Avec la réforme des retraites, les Républicains jouent leur va-tout et Macron, lui, joue gros
Troisième journée de mobilisation contre le projet de réforme des retraites. La mobilisation était en recul mais reste impressionnante. Pour faire passer son texte, le président Macron a besoin des voix LR...
/s3.amazonaws.com/arc-authors/ipmgroup/c83846a5-4f52-4256-a322-74fcdf19034e.png)
Publié le 07-02-2023 à 19h59
:focal(2277.5x1527:2287.5x1517)/cloudfront-eu-central-1.images.arcpublishing.com/ipmgroup/IWMRCCRLAFDPTK57FOFEPOOGSM.jpg)
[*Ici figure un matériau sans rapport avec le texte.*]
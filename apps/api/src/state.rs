use std::sync::Arc;

use sqlx::PgPool;

use crate::export::rasterizer::PdfRasterizer;

/// Shared application state injected into all route handlers via Axum extractors.
#[derive(Clone)]
pub struct AppState {
    pub db: PgPool,
    /// HTML-to-PDF collaborator. Default: `BrowserRasterizer`.
    pub rasterizer: Arc<dyn PdfRasterizer>,
}
//! Markup builder — turns a `NormalizedResume` into a self-contained HTML document.
//!
//! Section order is fixed: header, Experience, Education, Skills, Projects,
//! Certificates. A section is emitted only when its list is non-empty.

use std::borrow::Cow;

use crate::render::normalize::{
    CertificateItem, EducationItem, ExperienceItem, Header, NormalizedResume, ProjectItem,
};
use crate::render::palette::Palette;
use crate::render::presets::{stylesheet, StylePreset};

const LINK_GLYPH: &str = "\u{1F517}";

/// Escapes text for use in element content and double-quoted attributes.
pub fn escape(text: &str) -> Cow<'_, str> {
    if !text.contains(['&', '<', '>', '"', '\'']) {
        return Cow::Borrowed(text);
    }
    let mut out = String::with_capacity(text.len() + 16);
    for c in text.chars() {
        match c {
            '&' => out.push_str("&amp;"),
            '<' => out.push_str("&lt;"),
            '>' => out.push_str("&gt;"),
            '"' => out.push_str("&quot;"),
            '\'' => out.push_str("&#39;"),
            other => out.push(other),
        }
    }
    Cow::Owned(out)
}

/// Builds the full document: shell, embedded stylesheet, and body sections.
pub fn render_document(
    resume: &NormalizedResume<'_>,
    preset: &StylePreset,
    palette: &Palette,
) -> String {
    let mut html = String::with_capacity(16 * 1024);

    html.push_str("<!DOCTYPE html>\n<html lang=\"en\">\n<head>\n");
    html.push_str("<meta charset=\"utf-8\">\n");
    html.push_str("<meta name=\"viewport\" content=\"width=device-width, initial-scale=1\">\n");
    html.push_str(&format!("<title>{}</title>\n", escape(resume.title)));
    html.push_str("<style>\n");
    html.push_str(&stylesheet(preset, &palette.root_rule()));
    html.push_str("</style>\n</head>\n<body>\n<div class=\"container\">\n");

    push_header(&mut html, &resume.header);

    if !resume.experience.is_empty() {
        open_section(&mut html, "Experience");
        resume
            .experience
            .iter()
            .for_each(|exp| push_experience(&mut html, exp));
        close_section(&mut html);
    }

    if !resume.education.is_empty() {
        open_section(&mut html, "Education");
        resume
            .education
            .iter()
            .for_each(|edu| push_education(&mut html, edu));
        close_section(&mut html);
    }

    if !resume.skills.is_empty() {
        open_section(&mut html, "Skills");
        html.push_str("<div class=\"skills\">");
        for skill in &resume.skills {
            html.push_str(&format!("<span class=\"skill\">{}</span>", escape(skill)));
        }
        html.push_str("</div>\n");
        close_section(&mut html);
    }

    if !resume.projects.is_empty() {
        open_section(&mut html, "Projects");
        resume
            .projects
            .iter()
            .for_each(|project| push_project(&mut html, project));
        close_section(&mut html);
    }

    if !resume.certificates.is_empty() {
        open_section(&mut html, "Certificates");
        resume
            .certificates
            .iter()
            .for_each(|cert| push_certificate(&mut html, cert));
        close_section(&mut html);
    }

    html.push_str("</div>\n</body>\n</html>\n");
    html
}

fn push_header(html: &mut String, header: &Header<'_>) {
    html.push_str("<header class=\"header\">\n");
    html.push_str(&format!("<h1 class=\"name\">{}</h1>\n", escape(header.name)));
    html.push_str(&format!("<p class=\"title\">{}</p>\n", escape(header.title)));

    if header.has_contact() {
        html.push_str("<div class=\"contact\">");
        let items = [
            ("Email", header.email),
            ("Phone", header.phone),
            ("Location", header.location),
        ];
        for (label, value) in items {
            if let Some(value) = value {
                html.push_str(&format!(
                    "<span class=\"contact-item\"><span class=\"contact-label\">{label}:</span> {}</span>",
                    escape(value)
                ));
            }
        }
        html.push_str("</div>\n");
    }

    if header.has_links() {
        html.push_str("<div class=\"links\">");
        for (label, url) in [("LinkedIn", header.linkedin), ("GitHub", header.github)] {
            if let Some(url) = url {
                html.push_str(&format!(
                    "<a href=\"{}\" target=\"_blank\" rel=\"noopener noreferrer\">{label}</a>",
                    escape(url)
                ));
            }
        }
        html.push_str("</div>\n");
    }

    if let Some(summary) = header.summary {
        html.push_str(&format!("<p class=\"summary\">{}</p>\n", escape(summary)));
    }

    html.push_str("</header>\n");
}

fn open_section(html: &mut String, heading: &str) {
    html.push_str(&format!(
        "<section class=\"section\">\n<h2 class=\"section-title\">{heading}</h2>\n"
    ));
}

fn close_section(html: &mut String) {
    html.push_str("</section>\n");
}

/// Item heading row: title on the left, optional date span on the right.
fn push_item_heading(html: &mut String, title: &str, link: Option<&str>, date: Option<String>) {
    html.push_str("<div class=\"item-heading\"><h3 class=\"item-title\">");
    html.push_str(&escape(title));
    if let Some(url) = link {
        html.push_str(&format!(
            " <a class=\"link-glyph\" href=\"{}\" target=\"_blank\" rel=\"noopener noreferrer\">{LINK_GLYPH}</a>",
            escape(url)
        ));
    }
    html.push_str("</h3>");
    if let Some(date) = date {
        html.push_str(&format!("<span class=\"item-date\">{date}</span>"));
    }
    html.push_str("</div>\n");
}

fn push_subtitle(html: &mut String, subtitle: &str) {
    html.push_str(&format!(
        "<p class=\"item-subtitle\">{}</p>\n",
        escape(subtitle)
    ));
}

fn push_description(html: &mut String, description: Option<&str>) {
    if let Some(text) = description {
        html.push_str(&format!(
            "<p class=\"item-description\">{}</p>\n",
            escape(text)
        ));
    }
}

fn push_experience(html: &mut String, exp: &ExperienceItem<'_>) {
    html.push_str("<div class=\"item\">\n");
    push_item_heading(html, exp.role, None, exp.span.map(|s| s.to_string()));
    push_subtitle(html, exp.company);
    push_description(html, exp.description);
    html.push_str("</div>\n");
}

fn push_education(html: &mut String, edu: &EducationItem<'_>) {
    html.push_str("<div class=\"item\">\n");
    push_item_heading(html, edu.degree, None, edu.span.map(|s| s.to_string()));
    push_subtitle(html, edu.school);
    push_description(html, edu.description);
    html.push_str("</div>\n");
}

fn push_project(html: &mut String, project: &ProjectItem<'_>) {
    html.push_str("<div class=\"item\">\n");
    push_item_heading(html, project.title, project.link, None);
    if !project.technologies.is_empty() {
        html.push_str("<div class=\"tech-list\">");
        for tech in &project.technologies {
            html.push_str(&format!("<span class=\"tech\">{}</span>", escape(tech)));
        }
        html.push_str("</div>\n");
    }
    push_description(html, project.description);
    html.push_str("</div>\n");
}

fn push_certificate(html: &mut String, cert: &CertificateItem<'_>) {
    html.push_str("<div class=\"item\">\n");
    push_item_heading(html, cert.title, cert.link, cert.year.map(|y| y.to_string()));
    push_subtitle(html, cert.issuer);
    push_description(html, cert.description);
    html.push_str("</div>\n");
}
Un drôle de pas de deux. Alors que l’examen du projet de réforme des retraites a commencé à l’Assemblée le 6 février et que des millions de gens (”près de 2 millions”, selon la CGT qui annonçait 2,8 millions de participants le 31 janvier, et plus de deux millions le 19) ont à nouveau battu le pavé hier dans toute la France, les Républicains continuent de pousser leur avantage. Ils voulaient que les pensions des agriculteurs non-salariés soient calculées sur leurs vingt-cinq meilleures années plutôt que sur l’intégralité de leur carrière, ils l’ont obtenu. Ils souhaitaient que les actuels retraités, et pas seulement les futurs, bénéficient de la revalorisation de la pension minimale, top là. Ils exigeaient l’extension du dispositif carrière longue à ceux qui ont commencé à travailler à 21 ans ainsi qu’une clause de revoyure en 2027, bingo. Pourquoi tant de concessions, alors que la plupart des milliers d’amendements déposés par les autres partis d’opposition, la Nupes en tête, sont balayés d’un revers de main ? Tout simplement car le vote des Républicains est devenu le seul garant de l’adoption du texte, en l’absence d’une majorité absolue au Parlement. Sans le feu vert d’une partie des 62 députés républicains, le projet phare du deuxième quinquennat d’Emmanuel Macron, sinon de ses deux mandats, finira à la poubelle !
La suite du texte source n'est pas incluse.